American horticulturalist and feminist (1920–2005)

Ernesta Drinker Ballard (May 13, 1920 – August 11, 2005) was an American horticulturalist and feminist. Among the founders of the National Organization for Women, the National Abortion and Reproductive Rights Action League, and Women's Way, Ballard was the executive director of the Pennsylvania Horticultural Society from 1963 to 1981, credited by The New York Times with bringing its annual Philadelphia Flower Show to "international prominence."

==Life==
Ernesta Drinker was born in 1920 to Henry Drinker, a well-known lawyer, and Sophie Hutchinson Drinker. She grew up in Merion, Pennsylvania. She aspired to pursue law as a career, but her father expected her to become a wife and mother instead. Discouraged from attending college, she attended the Episcopal St. Timothy's School in Maryland, married lawyer Frederick Ballard in 1939, and had four children. However, as she later commented, she "grew tired of just being somebody's wife and somebody's mother; she wanted to be somebody in her own right."

In 1954, Ballard graduated from the Pennsylvania School of Horticulture for Women (now part of Temple University) and established her own horticulture business, Valley Gardens. She wrote two popular books on plants, The Art of Training Plants (1962) and Garden in Your House (1971), and hosted radio shows that gave gardening tips.

In 1964, Ballard closed Valley Gardens to become the director of the Pennsylvania Horticultural Society. At the time, the Philadelphia Flower Show was a separate organization, and was in such a poor state of organization that the group who ran it had decided to cancel the show for two years. Fearing that the public would lose interest in the show if it was dormant for that long, Ballard persuaded the Horticultural Society's board to stage the show in 1965; in 1968, the society became the show's official producer. As the show's chief organizer, Ballard expanded the annual event and made it “much more participatory” and educational in nature. Under Ballard's leadership, which lasted until 1980, the Pennsylvania Horticultural Society became a thriving organization, and the Philadelphia Flower Show grew to become one of the largest indoor flower shows in the United States.

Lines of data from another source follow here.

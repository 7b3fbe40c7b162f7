//! In-memory session state: response cache, history, tools-hash scopes,
//! the current tool catalog, and per-feature health tracking.
//!
//! Per spec.md §5, a single mutex around one [`Store`] is sufficient —
//! the two read loops mutate disjoint slices of state most of the time,
//! and nothing here blocks indefinitely.

mod cache;
mod catalog;
mod health;
mod history;
mod tools_hash;

pub use cache::{CacheEntry, ResponseCache};
pub use catalog::ToolCatalog;
pub use health::{HealthOutcome, HealthTracker};
pub use history::HistoryStore;
pub use tools_hash::{ToolsHashScope, ToolsHashStore};

use crate::compress::{DeltaCounters, KeyDictionary};

/// All mutable session state, guarded by one `tokio::sync::Mutex` at the
/// call site (see [`crate::session::Session`]).
#[derive(Default)]
pub struct Store {
    pub cache: ResponseCache,
    pub history: HistoryStore,
    pub tools_hash: ToolsHashStore,
    pub catalog: ToolCatalog,
    pub health: HealthTracker,
    pub key_dictionary: KeyDictionary,
    pub delta_counters: DeltaCounters,
}

impl Store {
    pub fn new() -> Self {
        Self::default()
    }
}
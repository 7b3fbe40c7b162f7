use serde_json::json;
use ultra_lean_mcp_proxy::json::tools_hash;
use ultra_lean_mcp_proxy::state::ToolsHashStore;

#[test]
fn identical_tool_lists_hash_identically_regardless_of_key_order() {
    let a = tools_hash(&json!({"tools": [{"name": "a", "description": "d"}]}));
    let b = tools_hash(&json!({"tools": [{"description": "d", "name": "a"}]}));
    assert_eq!(a, b);

    let c = tools_hash(&json!({"tools": [{"name": "a", "description": "different"}]}));
    assert_ne!(a, c);
}

#[test]
fn scope_tracks_the_current_hash_and_a_conditional_hit_streak() {
    let mut store = ToolsHashStore::default();
    let scope = "session:server:profile";

    let first_hash = tools_hash(&json!({"tools": [{"name": "a"}]}));
    store.record_hash(scope, first_hash.clone());
    assert_eq!(store.get(scope).unwrap().last_hash, first_hash);
    assert_eq!(store.get(scope).unwrap().conditional_hits, 0);

    // Client re-sends the same tools/list request several times without the
    // catalog changing: each is a conditional hit against the same hash.
    store.record_conditional_hit(scope);
    store.record_conditional_hit(scope);
    assert_eq!(store.get(scope).unwrap().conditional_hits, 2);

    // The upstream catalog changes: the next recorded hash differs and the
    // streak resets.
    let second_hash = tools_hash(&json!({"tools": [{"name": "a"}, {"name": "b"}]}));
    assert_ne!(first_hash, second_hash);
    store.record_hash(scope, second_hash.clone());
    assert_eq!(store.get(scope).unwrap().last_hash, second_hash);
    assert_eq!(store.get(scope).unwrap().conditional_hits, 0);
}

#[test]
fn unrelated_scopes_do_not_share_hash_state() {
    let mut store = ToolsHashStore::default();
    store.record_hash("scope-a", "sha256:aaa".into());
    store.record_hash("scope-b", "sha256:bbb".into());

    assert_eq!(store.get("scope-a").unwrap().last_hash, "sha256:aaa");
    assert_eq!(store.get("scope-b").unwrap().last_hash, "sha256:bbb");
    assert!(store.get("scope-c").is_none());
}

As president of the Pennsylvania Horticultural Society, Ballard took the University of Pennsylvania to task for its neglect of the Morris Arboretum, which it had inherited from its former owners. The lawyer who accompanied her recalled that Ballard was "like a drill boring . . . into stone", in wearing down the resistance of university officials, who responded and developed the arboretum into what it became.

Ultimately, Ballard felt that the best legacy she could leave was to empower her own daughters to help to empower other women. One of her three daughters was the prominent Philadelphia women's rights and employment rights attorney, Alice W. Ballard (1948–2025).

==Ernesta Drinker Ballard Book Prize==
Women's Way annually awards the Ernesta Drinker Ballard Book Prize to a recently published female author who has helped make headway in the dialogue about women's rights through her work. The 2012 winner was Rebecca Traister for her book Big Girls Don’t Cry.